At the same time the G8 was meeting in Gleneagles, Scotland, to discuss climate change and development aid, a bit further south, the British House of Lords made public a report on the economics of climate change. This report deserves all of our attention, as it constitutes an important evolution in the consensus presented until now by all English political elites.
Indeed, it has been a few months already that climate change became a priority for British Prime Minister Tony Blair, who pushed this matter on the G8 agenda. Pleading for an action in the climate sector, he met on June 7 with US President George W. Bush, in order to convince him that “climate change is a serious long term problem which should be dealt with”. But without a consensus on climate change among scientists there is little chance that governments can agree on what actions to take.
Yet, one thing is for certain: there is no consensus on climate change among scientists. They all seem to agree on the increase of carbon dioxide in the atmosphere during the last 200 years. But many questions remain unresolved, such as the link between greenhouse gas emissions and the rise in temperature, or the consequences for human life and natural ecosystems.
Usually consensus is a political matter while skepticism is on the side of scientists. This is why the report from the Committee for Economic Affairs of the House of Lords is so unusual; it questions the British government’s policies. Lord Wakeham, president of the committee, declared: “We call on the Government to give the Treasury a more extensive and more rigorous role in examining the costs and benefits of climate change policy and presenting them to the UK public.”
The report from the House of Lords is important because it reminds us of the uncertainties shared by a number of scientists on climate science, from Professor Ross McKitrick, who questioned the temperature graph used by the Intergovernmental Panel of Climate Change (IPCC), to Bjorn Lomborg, author of The Skeptical Environmentalist, or even Professor Richard Lindzen of the Massachusetts Institute of Technology.
Based on that, the report’s conclusions are unambiguous. “The science of climate change leaves considerable uncertainties about the future,” it declares. “The costs of mitigation are uncertain, as are the benefits which are also more distant.” The committee even questions the objectivity of the IPCC process and its models concerning emissions. It adds: “Positive aspects of global warming appear to have been downplayed in IPCC reports.”
The committee also recognizes that the Kyoto Protocol will have only a very small impact on lowering global warming and that it is very unlikely the plan to reduce carbon dioxide emissions will succeed. It thus invites the British government to review its energy and climate policies.

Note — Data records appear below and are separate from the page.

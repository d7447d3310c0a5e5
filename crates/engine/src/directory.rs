//! Account and contract metadata lookup.

use async_trait::async_trait;
use indexmap::IndexMap;
use tracing::debug;
use txpanel_types::LookupKind;

use crate::ValidationError;

/// Resolves an address to a human-readable description.
#[async_trait]
pub trait AccountDirectory: Send + Sync {
    /// Describe `address`, checking it against `kind` when one is given.
    async fn lookup(&self, address: &str, kind: LookupKind) -> Result<String, ValidationError>;

    /// The well-known account used when a sending address is left empty.
    fn default_account(&self) -> Option<String> {
        None
    }
}

/// Directory that knows no accounts and describes nothing.
#[derive(Debug, Default, Clone, Copy)]
pub struct NullDirectory;

#[async_trait]
impl AccountDirectory for NullDirectory {
    async fn lookup(&self, _address: &str, _kind: LookupKind) -> Result<String, ValidationError> {
        Ok(String::new())
    }
}

/// A known account.
#[derive(Debug, Clone, PartialEq, Eq)]
pub struct DirectoryEntry {
    pub address: String,
    pub label: String,
    pub kind: LookupKind,
}

/// In-memory directory of known accounts.
///
/// Addresses are matched case-insensitively. The first registered account is
/// the default account.
#[derive(Debug, Clone, Default)]
pub struct StaticDirectory {
    entries: IndexMap<String, DirectoryEntry>,
}

impl StaticDirectory {
    pub fn new() -> Self {
        Self::default()
    }

    pub fn with_account(mut self, address: impl Into<String>, label: impl Into<String>, kind: LookupKind) -> Self {
        let address = address.into();
        self.entries.insert(
            normalize(&address),
            DirectoryEntry {
                address,
                label: label.into(),
                kind,
            },
        );
        self
    }

    pub fn get(&self, address: &str) -> Option<&DirectoryEntry> {
        self.entries.get(&normalize(address))
    }
}

#[async_trait]
impl AccountDirectory for StaticDirectory {
    async fn lookup(&self, address: &str, kind: LookupKind) -> Result<String, ValidationError> {
        if address.trim().is_empty() {
            return Err(ValidationError::Invalid("address is required".into()));
        }
        let entry = self
            .get(address)
            .ok_or_else(|| ValidationError::Invalid(format!("unknown address {}", address.trim())))?;
        if kind != LookupKind::Unspecified && entry.kind != kind {
            debug!(address = %entry.address, expected = ?kind, actual = ?entry.kind, "lookup kind mismatch");
            return Err(ValidationError::Invalid(format!("{} is not {}", entry.label, describe(kind))));
        }
        Ok(entry.label.clone())
    }

    fn default_account(&self) -> Option<String> {
        self.entries.values().next().map(|entry| entry.address.clone())
    }
}

fn normalize(address: &str) -> String {
    address.trim().to_ascii_lowercase()
}

fn describe(kind: LookupKind) -> &'static str {
    match kind {
        LookupKind::Unspecified => "an account",
        LookupKind::Person => "a personal account",
        LookupKind::Contract => "a contract",
        LookupKind::Erc721 => "an ERC-721 contract",
    }
}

Tony Blair has deplored the inability of governments to agree on climate change, but he will now have to face the lack of consensus in his own country, more so as it comes from such an institution as the House of Lords (which, granted, does not have much legislative power). Indeed, the assembly is known for its seniority, its prestige, its independence. It seems quite logical that its members remind us of truths too often kept from the public, which is hearing only one side of the story: the one saying we have to act fast whatever the price for it.
The author is director of the Molinari Economic Institute.